[WHAT IS EXPECTED]:
Only lines containing "MutexGuard" are wanted from the data below. Copy those lines.

--- DATA TO PROCESS ---

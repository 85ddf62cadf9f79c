//! Per-run memo of cross-validation outcomes.

use super::{ScoreDirection, WORST_FITNESS};
use crate::error::EstimatorError;
use crate::space::Configuration;
use std::collections::HashMap;
use std::sync::{Mutex, MutexGuard, PoisonError};

/// Cross-validation outcome of one configuration.
#[derive(Debug, Clone, PartialEq)]
pub struct CvOutcome {
    /// The evaluated configuration.
    pub configuration: Configuration,

    /// Normalized greater-is-better fitness ([`WORST_FITNESS`] on failure).
    pub fitness: f64,

    /// Raw per-fold scores as returned by the estimator.
    pub fold_scores: Vec<f64>,

    /// Why the evaluation failed, if it did.
    pub error: Option<EstimatorError>,
}

impl CvOutcome {
    /// Aggregates fold scores by their arithmetic mean.
    ///
    /// An empty fold list or a non-finite mean is recorded as a failure.
    pub fn from_scores(configuration: Configuration, fold_scores: Vec<f64>, direction: ScoreDirection) -> Self {
        if fold_scores.is_empty() {
            return Self::failed(
                configuration,
                EstimatorError::Score("cross-validator produced no splits".into()),
            );
        }
        let mean = fold_scores.iter().sum::<f64>() / fold_scores.len() as f64;
        if !mean.is_finite() {
            let mut outcome = Self::failed(
                configuration,
                EstimatorError::Score(format!("non-finite mean score {mean}")),
            );
            outcome.fold_scores = fold_scores;
            return outcome;
        }
        Self {
            configuration,
            fitness: direction.normalize(mean),
            fold_scores,
            error: None,
        }
    }

    /// A failed evaluation carrying the sentinel worst fitness.
    pub fn failed(configuration: Configuration, error: EstimatorError) -> Self {
        Self {
            configuration,
            fitness: WORST_FITNESS,
            fold_scores: Vec::new(),
            error: Some(error),
        }
    }

    pub fn is_failed(&self) -> bool {
        self.error.is_some()
    }

    /// Mean of the raw fold scores.
    pub fn mean_score(&self) -> Option<f64> {
        if self.fold_scores.is_empty() {
            return None;
        }
        Some(self.fold_scores.iter().sum::<f64>() / self.fold_scores.len() as f64)
    }

    /// Population standard deviation of the raw fold scores.
    pub fn std_score(&self) -> Option<f64> {
        let mean = self.mean_score()?;
        let var = self
            .fold_scores
            .iter()
            .map(|s| (s - mean).powi(2))
            .sum::<f64>()
            / self.fold_scores.len() as f64;
        Some(var.sqrt())
    }
}

/// Fingerprint → outcome map shared by all evaluations of one run.
///
/// Entries are never evicted. Two threads evaluating the same fingerprint
/// may both compute it; the later insert wins, which is harmless because
/// outcomes for one fingerprint are identical.
#[derive(Debug, Default)]
pub struct EvaluationCache {
    entries: Mutex<HashMap<String, CvOutcome>>,
}

impl EvaluationCache {
    pub fn new() -> Self {
        Self::default()
    }

    fn lock(&self) -> MutexGuard<'_, HashMap<String, CvOutcome>> {
        self.entries.lock().unwrap_or_else(PoisonError::into_inner)
    }

    /// Cached fitness for `fingerprint`.
    pub fn fitness(&self, fingerprint: &str) -> Option<f64> {
        self.lock().get(fingerprint).map(|o| o.fitness)
    }

    pub fn get(&self, fingerprint: &str) -> Option<CvOutcome> {
        self.lock().get(fingerprint).cloned()
    }

    pub fn insert(&self, fingerprint: String, outcome: CvOutcome) {
        self.lock().insert(fingerprint, outcome);
    }

    pub fn len(&self) -> usize {
        self.lock().len()
    }

    pub fn is_empty(&self) -> bool {
        self.lock().is_empty()
    }

    /// All outcomes, best fitness first.
    pub fn snapshot(&self) -> Vec<CvOutcome> {
        let mut outcomes: Vec<CvOutcome> = self.lock().values().cloned().collect();
        outcomes.sort_by(|a, b| {
            b.fitness
                .total_cmp(&a.fitness)
                .then_with(|| a.configuration.fingerprint().cmp(&b.configuration.fingerprint()))
        });
        outcomes
    }
}

#[cfg(test)]
mod tests {
    use super::*;

    fn config(k: i64) -> Configuration {
        let mut c = Configuration::new();
        c.insert("k", k);
        c
    }

    #[test]
    fn test_mean_aggregation() {
        let o = CvOutcome::from_scores(config(1), vec![0.5, 0.7, 0.9], ScoreDirection::Maximize);
        assert!((o.fitness - 0.7).abs() < 1e-12);
        assert!(!o.is_failed());
        assert!((o.std_score().unwrap() - (0.08f64 / 3.0).sqrt()).abs() < 1e-12);
    }

    #[test]
    fn test_minimize_flips_sign() {
        let o = CvOutcome::from_scores(config(1), vec![2.0, 4.0], ScoreDirection::Minimize);
        assert!((o.fitness + 3.0).abs() < 1e-12);
        assert_eq!(o.mean_score(), Some(3.0));
    }

    #[test]
    fn test_empty_and_nan_scores_fail() {
        let empty = CvOutcome::from_scores(config(1), vec![], ScoreDirection::Maximize);
        assert!(empty.is_failed());
        assert_eq!(empty.fitness, WORST_FITNESS);

        let nan = CvOutcome::from_scores(config(1), vec![0.5, f64::NAN], ScoreDirection::Maximize);
        assert!(nan.is_failed());
        assert_eq!(nan.fitness, WORST_FITNESS);
        assert_eq!(nan.fold_scores.len(), 2);
    }

    #[test]
    fn test_snapshot_sorted_best_first() {
        let cache = EvaluationCache::new();
        for (k, score) in [(1, 0.2), (2, 0.9), (3, 0.5)] {
            let c = config(k);
            cache.insert(
                c.fingerprint(),
                CvOutcome::from_scores(c, vec![score], ScoreDirection::Maximize),
            );
        }
        cache.insert(
            config(4).fingerprint(),
            CvOutcome::failed(config(4), EstimatorError::Fit("boom".into())),
        );

        let fitness: Vec<f64> = cache.snapshot().iter().map(|o| o.fitness).collect();
        assert_eq!(fitness, vec![0.9, 0.5, 0.2, WORST_FITNESS]);
        assert_eq!(cache.len(), 4);
        assert_eq!(cache.fitness("k=2"), Some(0.9));
        assert_eq!(cache.fitness("k=9"), None);
    }
}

---

[RESPONSE BELOW]:
use std::sync::{Mutex, MutexGuard, PoisonError};
    fn lock(&self) -> MutexGuard<'_, HashMap<String, CvOutcome>> {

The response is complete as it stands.